Two weeks after Abbott officially ended the shutdown in Texas there were thousands of hospital beds available as of Friday, data compiled by the Harvard Global Health Institute showed.
COVID-19 patients only occupied three percent of the total number of beds as of Friday. That number has stayed stable over the last two weeks, reaching a maximum of 3.4 percent, data from Johns Hopkins University, and Harvard revealed.
Abbott told Breitbart News on April 18 that Texas, the world’s 10th largest economy, is “the economic engine of America” and must reopen.
The interview came a day after the governor had launched a series of executive orders to begin phasing in the immediate reopening of the Texan economy ahead of schedule.
On April 27, Gov. Abbott announced that he was planning to allow the state’s stay-at-home order to expire on April 30 and let businesses to begin a phased reopening the following day.
The governor did allow parks to reopen and elective medical procedures to resume in the days before lifting the shutdown order.
On the day before reopening, about nine percent of the tests administered in Texas came out positive, according to the COVID Tracking Project.
That positive rate dropped to seven percent on Friday and has remained stable, reaching no more than an estimated eight percent since Abbott lifted the Texas shutdown mandate.
Texas’s current rate is half of the national average for people testing positive, which stands at about 14 percent.
According to the New York Times, there were 1,233 single-day new cases on April 30, the day before reopening.
The number of daily cases increased to 1,347 on May 14, with the figures fluctuating between those two days.
However, the figures appear to have leveled off, data from the Times and Johns Hopkins revealed.
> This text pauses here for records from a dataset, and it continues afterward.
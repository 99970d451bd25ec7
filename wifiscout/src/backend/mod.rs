//! Backend abstraction over the ways a host can manage Wi-Fi.
//!
//! Each adapter wraps one substrate (the NetworkManager bus, a platform
//! CLI tool, or canned mock data) behind the same synchronous trait. The
//! engine owns an ordered chain of these and falls through on failure.

use std::time::Duration;

use crate::models::NetworkRecord;
use crate::Result;

mod airport;
mod mock;
mod netsh;
mod nm_bus;
mod nmcli;

pub(crate) use airport::AirportBackend;
pub use mock::MockBackend;
pub(crate) use netsh::NetshBackend;
pub(crate) use nm_bus::NmBusBackend;
pub(crate) use nmcli::NmcliBackend;

/// A Wi-Fi management substrate.
///
/// All methods are synchronous and bounded: an adapter either answers
/// within the given timeout or fails. Adapters never panic on bad input
/// from their substrate.
pub trait Backend: Send + Sync {
    /// Short name for logging.
    fn name(&self) -> &'static str;

    /// Lists visible networks. Raw records; dedup is the engine's job.
    /// An `Ok` but empty result means "this substrate saw nothing" and
    /// the engine falls through to the next adapter.
    fn scan(&self, timeout: Duration) -> Result<Vec<NetworkRecord>>;

    /// Connects to a network. `Ok(true)` means the substrate reports the
    /// connection established; `Ok(false)` means the attempt completed
    /// but did not stick.
    fn connect(&self, ssid: &str, password: Option<&str>, timeout: Duration) -> Result<bool>;

    /// Drops the current connection. `Ok(true)` if something was
    /// disconnected.
    fn disconnect(&self) -> Result<bool>;

    /// SSID of the currently connected network, if the substrate can
    /// tell.
    fn current_connection(&self) -> Option<String>;

    /// SSIDs of profiles the substrate has saved.
    fn saved_profiles(&self) -> Result<Vec<String>>;

    /// Deletes saved profiles for an SSID. `Ok(true)` if any existed.
    fn forget(&self, ssid: &str) -> Result<bool>;
}

/// Ordered CLI adapters for the running platform.
///
/// All adapters compile everywhere; only the selection is
/// platform-dependent.
pub(crate) fn platform_cli_backends() -> Vec<Box<dyn Backend>> {
    match std::env::consts::OS {
        "linux" => vec![Box::new(NmcliBackend::new())],
        "macos" => vec![Box::new(AirportBackend::new())],
        "windows" => vec![Box::new(NetshBackend::new())],
        _ => Vec::new(),
    }
}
Since the end of the lockdown, the daily cases have not exceeded the peak of 1,475 during the quarantine. Texas did experience its second and third highest number of daily cases after the end of the lockdown — on May 13 (1,473) and May 12 (1,360), but the figure dropped back down yesterday.
According to the data compiled by the Times and Johns Hopkins, the number of daily deaths has also remained relatively the same without any significant spikes since April 30.
That day, Texas experienced its deadliest day (52 fatalities) since the coronavirus pandemic began.
Yesterday, the daily number of fatalities reached 51, the second deadliest day.
The number of daily fatalities has fluctuated between the end of the shutdown and now. However, it has not exceeded the peak number of deaths on April 30.
According to Worldometer, the number of tests per one million people in Texas, at 22,387, is lower than the national average of 33,281.
In Texas, the cumulative number of cases (45,198), deaths (1,272), and tests (645,992) continue to go up, Johns Hopkins data showed as of Friday evening.
Overall, however, the COVID-19 outbreak in Texas appears to be stable so far since the Abbott lifted the stay-at-home order.